◆ WORK TO BE COMPLETED: Write out each entry, exactly the way it appears.
+===+
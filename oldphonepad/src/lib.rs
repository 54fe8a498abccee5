//! oldphonepad crate root
//!
//! Re-exports the decoder from `oldphonepad-core` and provides the
//! rendering and REPL helpers used by the `oldphonepad` binary.
//!
//! Public API exported here:
//! - everything callers need from `oldphonepad_core` (`decode`, `Decoder`, ...)
//! - `format_output`, `render_trace`, `render_keymap` for display
//! - `run_repl` for line-oriented decoding over any reader/writer pair

use std::io::{BufRead, Write};

pub use oldphonepad_core::{
    decode, try_decode, CommitOutcome, Config, ConfigError, DecodeError, DecodeState,
    DecodeTrace, Decoder, KeyEvent, KeyMap, Step, TraceFormat,
};

/// Apply the output options from `config` to decoded text.
pub fn format_output(text: &str, config: &Config) -> String {
    if config.quote_output {
        format!("\"{}\"", text)
    } else {
        text.to_string()
    }
}

/// Render a trace in the requested format.
pub fn render_trace(
    trace: &DecodeTrace,
    format: TraceFormat,
    config: &Config,
) -> Result<String, serde_json::Error> {
    match format {
        TraceFormat::Json => trace.to_json(),
        TraceFormat::Text => {
            let mut lines = Vec::with_capacity(trace.steps.len() + 1);
            for step in &trace.steps {
                lines.push(describe_step(step));
            }
            if !trace.terminated {
                lines.push("(no terminator)".to_string());
            }
            lines.push(format!("= {}", format_output(&trace.output, config)));
            Ok(lines.join("\n"))
        }
    }
}

fn describe_step(step: &Step) -> String {
    match step {
        Step::Commit {
            key,
            presses,
            letter,
        } => format!("{} x{} -> {:?}", key, presses, letter),
        Step::Discard { key, presses } => format!("{} x{} -> (unmapped, dropped)", key, presses),
        Step::Erase { letter: Some(letter) } => format!("* erase {:?}", letter),
        Step::Erase { letter: None } => "* nothing to erase".to_string(),
        Step::Ignore { ch } => format!("skip {:?}", ch),
        Step::Terminate { offset } => format!("# end at {}", offset),
        Step::Flush => "flush open group".to_string(),
    }
}

/// Render the keypad table, one key per line.
pub fn render_keymap(map: &KeyMap) -> String {
    map.keys()
        .into_iter()
        .map(|key| {
            let letters: String = map.letters(key).unwrap_or_default().iter().collect();
            format!("{}  {:?}", key, letters)
        })
        .collect::<Vec<_>>()
        .join("\n")
}

/// Decode each non-empty line from `input`, writing results to `output`.
///
/// Returns the number of lines decoded.
pub fn run_repl<R: BufRead, W: Write>(
    decoder: &Decoder,
    config: &Config,
    input: R,
    mut output: W,
    interactive: bool,
) -> std::io::Result<usize> {
    let mut decoded = 0;
    if interactive {
        write!(output, "{}", config.prompt)?;
        output.flush()?;
    }
    for line in input.lines() {
        let line = line?;
        // Only line endings are stripped; spaces are keypad separators.
        let raw = line.trim_end_matches('\r');
        if !raw.is_empty() {
            let text = decoder.decode(raw);
            if config.echo_input {
                writeln!(output, "{} => {}", raw, format_output(&text, config))?;
            } else {
                writeln!(output, "{}", format_output(&text, config))?;
            }
            decoded += 1;
        }
        if interactive {
            write!(output, "{}", config.prompt)?;
            output.flush()?;
        }
    }
    tracing::debug!(decoded, "repl input closed");
    Ok(decoded)
}

#[cfg(test)]
mod tests {
    use super::*;

    #[test]
    fn test_format_output_quotes_when_asked() {
        let mut config = Config::default();
        assert_eq!(format_output(" ", &config), " ");
        config.quote_output = true;
        assert_eq!(format_output(" ", &config), "\" \"");
    }

    #[test]
    fn test_render_trace_text() {
        let config = Config::default();
        let trace = Decoder::new().trace("227*#");
        let text = render_trace(&trace, TraceFormat::Text, &config).unwrap();
        assert_eq!(
            text,
            "2 x2 -> 'B'\n7 x1 -> 'P'\n* erase 'P'\n# end at 4\n= B"
        );
    }

    #[test]
    fn test_render_trace_marks_missing_terminator() {
        let config = Config::default();
        let trace = Decoder::new().trace("33");
        let text = render_trace(&trace, TraceFormat::Text, &config).unwrap();
        assert!(text.contains("flush open group"));
        assert!(text.contains("(no terminator)"));
        assert!(text.ends_with("= E"));
    }

    #[test]
    fn test_render_trace_json() {
        let config = Config::default();
        let trace = Decoder::new().trace("33#");
        let json = render_trace(&trace, TraceFormat::Json, &config).unwrap();
        let value: serde_json::Value = serde_json::from_str(&json).unwrap();
        assert_eq!(value["output"], "E");
    }

    #[test]
    fn test_render_keymap() {
        let rendered = render_keymap(&KeyMap::canonical());
        let lines: Vec<&str> = rendered.lines().collect();
        assert_eq!(lines.len(), 10);
        assert_eq!(lines[0], "0  \" \"");
        assert_eq!(lines[7], "7  \"PQRS\"");
    }
}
+===+
◆ WRITTEN SOLUTION:
filename oldphonepad/src/lib.rs
repository 54fe8a498abccee5
//! oldphonepad crate root
//!
//! Re-exports the decoder from `oldphonepad-core` and provides the
//! rendering and REPL helpers used by the `oldphonepad` binary.
//!
//! Public API exported here:
//! - everything callers need from `oldphonepad_core` (`decode`, `Decoder`, ...)
//! - `format_output`, `render_trace`, `render_keymap` for display
//! - `run_repl` for line-oriented decoding over any reader/writer pair

use std::io::{BufRead, Write};

pub use oldphonepad_core::{
    decode, try_decode, CommitOutcome, Config, ConfigError, DecodeError, DecodeState,
    DecodeTrace, Decoder, KeyEvent, KeyMap, Step, TraceFormat,
};

/// Apply the output options from `config` to decoded text.
pub fn format_output(text: &str, config: &Config) -> String {
    if config.quote_output {
        format!("\"{}\"", text)
    } else {
        text.to_string()
    }
}

/// Render a trace in the requested format.
pub fn render_trace(
    trace: &DecodeTrace,
    format: TraceFormat,
    config: &Config,
) -> Result<String, serde_json::Error> {
    match format {
        TraceFormat::Json => trace.to_json(),
        TraceFormat::Text => {
            let mut lines = Vec::with_capacity(trace.steps.len() + 1);
            for step in &trace.steps {
                lines.push(describe_step(step));
            }
            if !trace.terminated {
                lines.push("(no terminator)".to_string());
            }
            lines.push(format!("= {}", format_output(&trace.output, config)));
            Ok(lines.join("\n"))
        }
    }
}

fn describe_step(step: &Step) -> String {
    match step {
        Step::Commit {
            key,
            presses,
            letter,
        } => format!("{} x{} -> {:?}", key, presses, letter),
        Step::Discard { key, presses } => format!("{} x{} -> (unmapped, dropped)", key, presses),
        Step::Erase { letter: Some(letter) } => format!("* erase {:?}", letter),
        Step::Erase { letter: None } => "* nothing to erase".to_string(),
        Step::Ignore { ch } => format!("skip {:?}", ch),
        Step::Terminate { offset } => format!("# end at {}", offset),
        Step::Flush => "flush open group".to_string(),
    }
}

/// Render the keypad table, one key per line.
pub fn render_keymap(map: &KeyMap) -> String {
    map.keys()
        .into_iter()
        .map(|key| {
            let letters: String = map.letters(key).unwrap_or_default().iter().collect();
            format!("{}  {:?}", key, letters)
        })
        .collect::<Vec<_>>()
        .join("\n")
}

/// Decode each non-empty line from `input`, writing results to `output`.
///
/// Returns the number of lines decoded.
pub fn run_repl<R: BufRead, W: Write>(
    decoder: &Decoder,
    config: &Config,
    input: R,
    mut output: W,
    interactive: bool,
) -> std::io::Result<usize> {
    let mut decoded = 0;
    if interactive {
        write!(output, "{}", config.prompt)?;
        output.flush()?;
    }
    for line in input.lines() {
        let line = line?;
        // Only line endings are stripped; spaces are keypad separators.
        let raw = line.trim_end_matches('\r');
        if !raw.is_empty() {
            let text = decoder.decode(raw);
            if config.echo_input {
                writeln!(output, "{} => {}", raw, format_output(&text, config))?;
            } else {
                writeln!(output, "{}", format_output(&text, config))?;
            }
            decoded += 1;
        }
        if interactive {
            write!(output, "{}", config.prompt)?;
            output.flush()?;
        }
    }
    tracing::debug!(decoded, "repl input closed");
    Ok(decoded)
}

#[cfg(test)]
mod tests {
    use super::*;

    #[test]
    fn test_format_output_quotes_when_asked() {
        let mut config = Config::default();
        assert_eq!(format_output(" ", &config), " ");
        config.quote_output = true;
        assert_eq!(format_output(" ", &config), "\" \"");
    }

    #[test]
    fn test_render_trace_text() {
        let config = Config::default();
        let trace = Decoder::new().trace("227*#");
        let text = render_trace(&trace, TraceFormat::Text, &config).unwrap();
        assert_eq!(
            text,
            "2 x2 -> 'B'\n7 x1 -> 'P'\n* erase 'P'\n# end at 4\n= B"
        );
    }

    #[test]
    fn test_render_trace_marks_missing_terminator() {
        let config = Config::default();
        let trace = Decoder::new().trace("33");
        let text = render_trace(&trace, TraceFormat::Text, &config).unwrap();
        assert!(text.contains("flush open group"));
        assert!(text.contains("(no terminator)"));
        assert!(text.ends_with("= E"));
    }

    #[test]
    fn test_render_trace_json() {
        let config = Config::default();
        let trace = Decoder::new().trace("33#");
        let json = render_trace(&trace, TraceFormat::Json, &config).unwrap();
        let value: serde_json::Value = serde_json::from_str(&json).unwrap();
        assert_eq!(value["output"], "E");
    }

    #[test]
    fn test_render_keymap() {
        let rendered = render_keymap(&KeyMap::canonical());
        let lines: Vec<&str> = rendered.lines().collect();
        assert_eq!(lines.len(), 10);
        assert_eq!(lines[0], "0  \" \"");
        assert_eq!(lines[7], "7  \"PQRS\"");
    }
}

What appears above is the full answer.